10月例会報告
10月例会は28日、江東区総合区民センターで開催され、36名の参加となりました。
加藤会長の旋盤講座 天芯の作成
炭素鋼が磁化しているまま切削加工すると、切り粉が材料や工具に付着してしまい加工しづらくなります。先に脱磁をしておけば写真のように付着せず、作業が効率よく進められます。
また切削する際、慣れないとバイトの先端ばかりを使いがちですが、出来るだけいろんな面を使ったほうが、先端部分はいざというときに使えます。
これらのようなちょっとしたコツも実際に目の当たりにして説明されると、より理解が深まります。
福田 修二さんより 焼き戻し用さら、洋白製コマ四つ割れ
スチール部品の焼き戻し、青焼き加工を施す際に使用します。
皿の部分は火色が見やすいアルミ合金を、柄の部分は耐熱性に優れるベークライト製。
軸の部分は熱が伝わらないようにステンレスを使用。
部品に傷をつけにくく、真鍮より耐久性に優れる洋白(ジャーマンシルバー)製のコマを自作して組み合わせたものです。

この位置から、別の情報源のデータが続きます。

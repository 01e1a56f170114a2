//! 地址与页号
//!
//! 用户虚拟地址直接用 `usize` 表示，页号用 [`Vpn`] 包装，
//! SPT 和 MMU 都以页号为键。

use core::fmt;
use core::ops::{Add, Sub};

/// 页大小（字节）
pub const PAGE_SIZE: usize = 4096;

/// 虚拟页号
#[repr(transparent)]
#[derive(Clone, Copy, PartialEq, Eq, PartialOrd, Ord, Hash, Default)]
pub struct Vpn(pub usize);

impl Vpn {
    /// 包含地址 `va` 的页
    pub const fn from_addr_floor(va: usize) -> Self {
        Self(va / PAGE_SIZE)
    }

    /// 页的起始地址
    pub const fn start_addr(self) -> usize {
        self.0 * PAGE_SIZE
    }

    /// 页号的原始值
    pub const fn as_usize(self) -> usize {
        self.0
    }
}

impl Add<usize> for Vpn {
    type Output = Vpn;

    fn add(self, rhs: usize) -> Vpn {
        Vpn(self.0 + rhs)
    }
}

impl Sub<Vpn> for Vpn {
    type Output = usize;

    fn sub(self, rhs: Vpn) -> usize {
        self.0 - rhs.0
    }
}

impl fmt::Debug for Vpn {
    fn fmt(&self, f: &mut fmt::Formatter<'_>) -> fmt::Result {
        write!(f, "Vpn({:#x})", self.start_addr())
    }
}

/// 地址是否按页对齐
#[inline]
pub const fn is_page_aligned(addr: usize) -> bool {
    addr % PAGE_SIZE == 0
}

/// 向下对齐到页边界
#[inline]
pub const fn page_round_down(addr: usize) -> usize {
    addr & !(PAGE_SIZE - 1)
}

#[cfg(test)]
mod tests {
    use super::*;

    #[test]
    fn test_vpn_from_addr() {
        assert_eq!(Vpn::from_addr_floor(0x1fff), Vpn(1));
        assert_eq!(Vpn(3).start_addr(), 0x3000);
        assert_eq!(Vpn(3) + 2, Vpn(5));
        assert_eq!(Vpn(5) - Vpn(3), 2);
        assert_eq!(page_round_down(0x2345), 0x2000);
        assert!(is_page_aligned(0x4000));
        assert!(!is_page_aligned(0x4001));
    }
}
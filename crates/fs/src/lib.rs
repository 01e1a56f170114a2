//! # 文件系统模块 (FS)
//!
//! 基于 FAT 簇链的文件系统：每个簇恰好一个扇区，簇号即扇区号。
//!
//! ## 分层
//!
//! - [`cache`]: 写回式扇区缓存，所有磁盘读写都经过它
//! - [`fat`]: 内存中的 FAT 表，负责簇链的分配、遍历与释放
//! - [`inode`]: inode 头与数据簇链，按需增长
//! - [`dir`] / [`file`]: 目录项与带位置的文件句柄
//! - [`filesys`]: 按路径操作的文件系统接口，含符号链接解析
//!
//! 所有状态都挂在 [`Volume`] 上，以 `Arc` 在各层之间传递。

#![no_std]
#![doc = "FAT 簇链文件系统"]

extern crate alloc;

pub mod cache;
pub mod config;
pub mod dir;
pub mod error;
pub mod fat;
pub mod file;
pub mod filesys;
pub mod inode;
pub mod layout;
pub mod path;
pub mod volume;

pub use cache::BufferCache;
pub use config::FsConfig;
pub use dir::Dir;
pub use error::{FsError, FsResult};
pub use fat::{ClusterId, Fat, cluster_to_sector, sector_to_cluster};
pub use file::File;
pub use filesys::{FileSys, Node};
pub use inode::InodeHandle;
pub use layout::{InodeKind, ROOT_DIR_SECTOR, SECTOR_SIZE};
pub use volume::Volume;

穴径1.0mmは把握経0.5mm〜1.0mm、穴径1.5mmは1.0mm〜1.5mmです。
山崎 伸さんより ローリングクロック/キャリッジクロック
傾斜のついた40漢0cmくらいの長さの台の上を、ゆっくり回転しながら作動するという、通称“ローリング・クロック”ですが、残念ながら台が失われており、作動のメカニズムや詳細がわからない状態です。
佐々木副会長より パリ・パリ郊外の塔時計・時計博物館の紹介
前回に続いて今回はパリ郊外に点在する、主に時計に関する博物館や歴史的資料などを紹介説明していただきました。
16世紀ごろのアストロラーベ(恒星の高さから時間を知る器具)やボール状の日時計、ドンを打つ時計(小さい大砲がついていて、時刻になると空砲で時刻を知らせる)などの普段あまり見ることのないものや、現在では12時間表示ですが、ある時は10時間だった事もあるなどの話も出てきて、そのときの時計などもご紹介いただきました。
また、時計とは直接関係ないものの、パスカルの歯車式計算機やジャガーの織機、パンテレグラフ(ファックスの元に当たる機械)など、工業全体の発展を促した資料の紹介もあり、幅広いお話をしていただけました。